--- Study material ---
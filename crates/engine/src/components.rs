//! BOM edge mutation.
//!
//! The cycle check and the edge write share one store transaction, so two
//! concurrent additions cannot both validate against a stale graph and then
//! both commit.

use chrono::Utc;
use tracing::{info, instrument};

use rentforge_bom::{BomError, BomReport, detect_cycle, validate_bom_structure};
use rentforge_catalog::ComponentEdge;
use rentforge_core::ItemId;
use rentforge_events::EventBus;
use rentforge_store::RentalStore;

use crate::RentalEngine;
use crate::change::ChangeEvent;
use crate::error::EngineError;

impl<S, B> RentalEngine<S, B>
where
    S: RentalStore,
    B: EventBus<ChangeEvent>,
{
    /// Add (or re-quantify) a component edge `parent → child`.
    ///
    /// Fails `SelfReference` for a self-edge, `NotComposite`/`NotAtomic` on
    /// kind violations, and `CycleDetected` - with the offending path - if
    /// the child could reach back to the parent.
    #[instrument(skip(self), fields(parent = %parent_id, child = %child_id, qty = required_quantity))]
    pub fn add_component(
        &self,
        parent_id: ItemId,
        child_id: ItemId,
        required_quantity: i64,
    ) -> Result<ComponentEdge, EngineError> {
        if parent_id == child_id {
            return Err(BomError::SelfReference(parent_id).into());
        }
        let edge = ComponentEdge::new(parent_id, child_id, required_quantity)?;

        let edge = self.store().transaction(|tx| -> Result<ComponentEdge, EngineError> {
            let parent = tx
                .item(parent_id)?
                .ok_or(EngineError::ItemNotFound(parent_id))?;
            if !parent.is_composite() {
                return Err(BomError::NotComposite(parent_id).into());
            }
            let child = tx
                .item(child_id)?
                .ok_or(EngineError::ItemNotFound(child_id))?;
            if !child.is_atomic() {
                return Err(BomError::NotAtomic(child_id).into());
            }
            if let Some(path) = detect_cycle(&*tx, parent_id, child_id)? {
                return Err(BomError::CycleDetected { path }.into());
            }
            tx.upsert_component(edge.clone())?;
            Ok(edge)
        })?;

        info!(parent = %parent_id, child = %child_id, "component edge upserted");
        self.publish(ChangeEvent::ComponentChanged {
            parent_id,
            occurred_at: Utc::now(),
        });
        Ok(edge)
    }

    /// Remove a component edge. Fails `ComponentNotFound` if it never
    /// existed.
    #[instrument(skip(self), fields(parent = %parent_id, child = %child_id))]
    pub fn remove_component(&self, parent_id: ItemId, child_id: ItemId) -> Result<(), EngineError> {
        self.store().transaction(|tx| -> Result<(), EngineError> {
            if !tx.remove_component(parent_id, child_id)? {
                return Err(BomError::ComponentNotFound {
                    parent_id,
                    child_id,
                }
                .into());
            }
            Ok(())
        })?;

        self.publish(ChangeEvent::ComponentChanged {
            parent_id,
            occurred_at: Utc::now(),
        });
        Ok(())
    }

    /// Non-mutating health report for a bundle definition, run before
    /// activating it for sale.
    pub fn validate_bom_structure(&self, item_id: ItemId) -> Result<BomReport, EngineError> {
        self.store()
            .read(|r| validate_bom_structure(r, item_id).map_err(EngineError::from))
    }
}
---
--- Study material ---
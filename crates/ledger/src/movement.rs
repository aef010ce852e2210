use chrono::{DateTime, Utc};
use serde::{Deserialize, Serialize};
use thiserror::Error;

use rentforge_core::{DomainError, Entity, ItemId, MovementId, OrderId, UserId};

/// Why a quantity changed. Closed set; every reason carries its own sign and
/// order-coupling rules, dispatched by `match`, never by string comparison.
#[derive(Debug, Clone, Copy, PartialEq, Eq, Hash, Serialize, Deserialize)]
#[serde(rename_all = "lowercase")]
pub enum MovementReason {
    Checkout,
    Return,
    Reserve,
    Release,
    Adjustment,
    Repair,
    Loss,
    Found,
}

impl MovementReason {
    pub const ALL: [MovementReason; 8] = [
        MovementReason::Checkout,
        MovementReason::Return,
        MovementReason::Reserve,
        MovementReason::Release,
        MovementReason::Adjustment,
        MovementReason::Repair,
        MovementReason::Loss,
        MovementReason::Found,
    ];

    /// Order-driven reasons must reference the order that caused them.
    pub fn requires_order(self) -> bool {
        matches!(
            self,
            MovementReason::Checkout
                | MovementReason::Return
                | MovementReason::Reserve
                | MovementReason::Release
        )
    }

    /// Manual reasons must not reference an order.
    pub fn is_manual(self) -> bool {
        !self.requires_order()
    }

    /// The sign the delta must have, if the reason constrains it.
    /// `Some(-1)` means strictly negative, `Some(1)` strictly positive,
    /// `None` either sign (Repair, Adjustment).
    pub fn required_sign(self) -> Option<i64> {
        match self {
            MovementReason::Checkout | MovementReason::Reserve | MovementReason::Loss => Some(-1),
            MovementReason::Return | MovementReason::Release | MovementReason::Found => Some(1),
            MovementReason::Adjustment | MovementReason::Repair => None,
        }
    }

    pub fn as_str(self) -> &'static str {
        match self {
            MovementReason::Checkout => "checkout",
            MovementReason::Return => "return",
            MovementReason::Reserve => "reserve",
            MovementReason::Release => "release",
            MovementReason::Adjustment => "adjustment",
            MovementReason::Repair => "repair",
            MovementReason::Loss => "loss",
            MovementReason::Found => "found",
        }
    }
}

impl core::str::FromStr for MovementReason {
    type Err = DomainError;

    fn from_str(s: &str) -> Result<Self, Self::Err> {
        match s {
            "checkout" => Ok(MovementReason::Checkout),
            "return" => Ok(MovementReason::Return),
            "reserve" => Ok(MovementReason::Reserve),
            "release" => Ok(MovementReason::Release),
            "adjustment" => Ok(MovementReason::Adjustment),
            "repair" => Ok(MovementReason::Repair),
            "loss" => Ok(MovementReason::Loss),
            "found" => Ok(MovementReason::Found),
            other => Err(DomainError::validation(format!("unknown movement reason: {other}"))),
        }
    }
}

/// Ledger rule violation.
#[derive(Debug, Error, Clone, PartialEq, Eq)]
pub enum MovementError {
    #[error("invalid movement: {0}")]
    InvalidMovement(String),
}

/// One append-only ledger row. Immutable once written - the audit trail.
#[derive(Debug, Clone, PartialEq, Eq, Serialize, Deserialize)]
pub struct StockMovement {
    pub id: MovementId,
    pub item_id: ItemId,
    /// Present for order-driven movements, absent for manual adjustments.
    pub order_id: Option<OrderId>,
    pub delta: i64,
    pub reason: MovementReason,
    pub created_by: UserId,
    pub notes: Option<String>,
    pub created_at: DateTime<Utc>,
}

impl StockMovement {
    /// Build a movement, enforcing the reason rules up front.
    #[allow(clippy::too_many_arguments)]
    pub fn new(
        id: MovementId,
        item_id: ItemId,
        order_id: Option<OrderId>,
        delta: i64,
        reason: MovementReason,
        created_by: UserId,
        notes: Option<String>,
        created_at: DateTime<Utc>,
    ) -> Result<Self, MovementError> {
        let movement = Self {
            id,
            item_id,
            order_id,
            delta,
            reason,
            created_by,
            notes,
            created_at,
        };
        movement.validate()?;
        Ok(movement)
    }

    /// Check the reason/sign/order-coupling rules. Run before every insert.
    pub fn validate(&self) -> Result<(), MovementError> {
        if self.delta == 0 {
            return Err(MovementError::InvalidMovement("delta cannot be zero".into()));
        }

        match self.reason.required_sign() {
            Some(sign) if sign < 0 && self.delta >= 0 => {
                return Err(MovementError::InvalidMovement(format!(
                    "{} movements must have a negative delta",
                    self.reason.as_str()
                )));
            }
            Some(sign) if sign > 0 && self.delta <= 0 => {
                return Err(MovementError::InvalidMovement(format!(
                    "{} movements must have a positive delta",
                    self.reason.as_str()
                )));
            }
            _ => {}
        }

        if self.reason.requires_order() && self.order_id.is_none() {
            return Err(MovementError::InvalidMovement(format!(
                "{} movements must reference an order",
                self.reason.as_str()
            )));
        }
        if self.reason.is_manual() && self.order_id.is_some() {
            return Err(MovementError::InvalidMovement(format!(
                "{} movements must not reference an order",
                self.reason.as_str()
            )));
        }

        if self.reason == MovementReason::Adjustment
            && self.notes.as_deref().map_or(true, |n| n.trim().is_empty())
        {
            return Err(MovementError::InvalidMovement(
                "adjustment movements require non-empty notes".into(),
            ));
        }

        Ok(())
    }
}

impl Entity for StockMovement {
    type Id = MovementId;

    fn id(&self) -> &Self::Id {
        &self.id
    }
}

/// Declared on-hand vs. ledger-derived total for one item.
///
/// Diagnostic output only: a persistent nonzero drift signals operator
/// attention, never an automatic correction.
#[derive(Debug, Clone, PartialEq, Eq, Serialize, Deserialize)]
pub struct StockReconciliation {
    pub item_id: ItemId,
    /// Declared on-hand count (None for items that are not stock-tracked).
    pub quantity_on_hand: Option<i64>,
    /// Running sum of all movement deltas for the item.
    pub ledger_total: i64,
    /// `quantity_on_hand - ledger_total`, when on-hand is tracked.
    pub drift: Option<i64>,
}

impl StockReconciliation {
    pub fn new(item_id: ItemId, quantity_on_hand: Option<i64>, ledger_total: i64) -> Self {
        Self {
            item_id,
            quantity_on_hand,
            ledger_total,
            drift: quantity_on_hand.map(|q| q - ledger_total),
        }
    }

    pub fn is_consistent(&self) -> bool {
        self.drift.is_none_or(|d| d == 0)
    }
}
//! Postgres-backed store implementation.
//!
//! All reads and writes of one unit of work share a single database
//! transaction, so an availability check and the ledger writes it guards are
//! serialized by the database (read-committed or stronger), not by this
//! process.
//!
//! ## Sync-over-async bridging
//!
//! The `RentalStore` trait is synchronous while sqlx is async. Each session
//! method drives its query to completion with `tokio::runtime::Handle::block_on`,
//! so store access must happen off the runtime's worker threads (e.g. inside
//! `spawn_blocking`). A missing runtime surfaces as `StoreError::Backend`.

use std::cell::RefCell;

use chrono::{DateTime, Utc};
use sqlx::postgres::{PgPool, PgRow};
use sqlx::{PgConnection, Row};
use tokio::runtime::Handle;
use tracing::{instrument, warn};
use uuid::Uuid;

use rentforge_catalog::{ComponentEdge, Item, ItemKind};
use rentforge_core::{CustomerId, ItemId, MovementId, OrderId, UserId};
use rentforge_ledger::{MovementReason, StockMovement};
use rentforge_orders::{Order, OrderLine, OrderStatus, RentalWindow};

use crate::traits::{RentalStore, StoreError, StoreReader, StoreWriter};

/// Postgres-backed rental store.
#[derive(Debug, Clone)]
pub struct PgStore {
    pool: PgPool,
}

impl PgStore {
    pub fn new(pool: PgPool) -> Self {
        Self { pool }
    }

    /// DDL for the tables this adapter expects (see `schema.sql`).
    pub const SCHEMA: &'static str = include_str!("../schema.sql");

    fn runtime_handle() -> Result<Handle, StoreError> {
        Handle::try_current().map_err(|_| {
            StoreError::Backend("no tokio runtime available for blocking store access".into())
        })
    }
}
---
--- Study material ---
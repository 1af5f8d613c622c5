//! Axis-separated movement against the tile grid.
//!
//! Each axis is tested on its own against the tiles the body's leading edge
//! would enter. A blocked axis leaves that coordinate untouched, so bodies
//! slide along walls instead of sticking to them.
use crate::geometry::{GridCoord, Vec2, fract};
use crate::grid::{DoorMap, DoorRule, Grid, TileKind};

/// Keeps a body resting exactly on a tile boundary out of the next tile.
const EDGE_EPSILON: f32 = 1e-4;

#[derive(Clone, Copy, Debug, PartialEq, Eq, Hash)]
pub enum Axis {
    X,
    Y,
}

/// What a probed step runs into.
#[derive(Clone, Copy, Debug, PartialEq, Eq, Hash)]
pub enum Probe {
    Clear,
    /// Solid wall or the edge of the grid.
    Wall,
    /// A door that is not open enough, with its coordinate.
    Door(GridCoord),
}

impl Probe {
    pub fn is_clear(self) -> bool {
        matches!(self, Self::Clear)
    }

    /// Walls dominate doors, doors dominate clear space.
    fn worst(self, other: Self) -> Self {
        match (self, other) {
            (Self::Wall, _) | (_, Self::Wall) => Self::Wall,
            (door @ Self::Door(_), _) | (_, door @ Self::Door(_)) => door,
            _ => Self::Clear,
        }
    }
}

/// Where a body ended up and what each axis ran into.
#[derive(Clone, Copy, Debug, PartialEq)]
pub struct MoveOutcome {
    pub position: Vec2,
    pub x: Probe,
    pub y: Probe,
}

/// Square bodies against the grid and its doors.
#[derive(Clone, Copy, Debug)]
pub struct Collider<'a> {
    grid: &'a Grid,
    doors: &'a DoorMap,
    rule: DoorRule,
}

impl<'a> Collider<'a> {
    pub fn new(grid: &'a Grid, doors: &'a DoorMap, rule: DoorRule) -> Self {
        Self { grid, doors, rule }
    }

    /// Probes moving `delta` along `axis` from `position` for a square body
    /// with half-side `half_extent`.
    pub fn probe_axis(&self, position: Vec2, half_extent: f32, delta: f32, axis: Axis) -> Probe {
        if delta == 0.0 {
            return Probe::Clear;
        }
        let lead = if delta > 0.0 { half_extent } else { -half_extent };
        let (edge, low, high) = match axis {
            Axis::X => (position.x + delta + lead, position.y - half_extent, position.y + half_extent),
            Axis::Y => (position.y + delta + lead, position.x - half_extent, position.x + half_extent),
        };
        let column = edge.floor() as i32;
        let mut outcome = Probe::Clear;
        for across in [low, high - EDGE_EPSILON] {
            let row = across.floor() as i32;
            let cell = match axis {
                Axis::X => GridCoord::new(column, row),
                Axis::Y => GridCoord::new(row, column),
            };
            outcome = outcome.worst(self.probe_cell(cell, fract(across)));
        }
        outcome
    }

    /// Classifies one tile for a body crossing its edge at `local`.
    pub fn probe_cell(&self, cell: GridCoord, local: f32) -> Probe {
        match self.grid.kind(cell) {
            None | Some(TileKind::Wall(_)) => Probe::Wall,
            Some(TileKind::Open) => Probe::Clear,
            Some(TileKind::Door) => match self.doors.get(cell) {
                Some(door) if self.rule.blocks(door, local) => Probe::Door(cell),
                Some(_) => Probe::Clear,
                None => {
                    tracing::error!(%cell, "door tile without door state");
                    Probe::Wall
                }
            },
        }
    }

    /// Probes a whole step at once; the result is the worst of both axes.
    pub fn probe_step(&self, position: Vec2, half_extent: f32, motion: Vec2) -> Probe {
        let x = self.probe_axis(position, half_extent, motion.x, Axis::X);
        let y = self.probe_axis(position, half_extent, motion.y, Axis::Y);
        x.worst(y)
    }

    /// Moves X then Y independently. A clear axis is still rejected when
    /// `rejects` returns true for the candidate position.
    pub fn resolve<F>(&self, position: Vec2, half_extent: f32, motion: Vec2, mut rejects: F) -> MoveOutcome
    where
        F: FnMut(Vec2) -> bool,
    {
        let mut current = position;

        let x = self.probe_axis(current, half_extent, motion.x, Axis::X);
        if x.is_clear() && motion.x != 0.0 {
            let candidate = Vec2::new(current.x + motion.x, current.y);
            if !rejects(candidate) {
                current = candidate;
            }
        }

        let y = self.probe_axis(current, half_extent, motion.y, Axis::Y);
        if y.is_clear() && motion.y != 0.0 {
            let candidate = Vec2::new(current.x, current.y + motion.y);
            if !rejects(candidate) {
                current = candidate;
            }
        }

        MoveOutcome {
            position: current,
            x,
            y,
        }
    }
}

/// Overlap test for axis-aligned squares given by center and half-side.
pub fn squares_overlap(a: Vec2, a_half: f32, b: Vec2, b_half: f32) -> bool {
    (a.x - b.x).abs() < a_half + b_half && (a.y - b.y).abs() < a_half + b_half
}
---
Action item:
Within the material above, output exactly the lines from the one with "filename crates/engine/src/components.rs" through the one with "use rentforge_events::EventBus;", end lines included, and nothing besides.

Written response:
filename crates/engine/src/components.rs
//! BOM edge mutation.
//!
//! The cycle check and the edge write share one store transaction, so two
//! concurrent additions cannot both validate against a stale graph and then
//! both commit.

use chrono::Utc;
use tracing::{info, instrument};

use rentforge_bom::{BomError, BomReport, detect_cycle, validate_bom_structure};
use rentforge_catalog::ComponentEdge;
use rentforge_core::ItemId;
use rentforge_events::EventBus;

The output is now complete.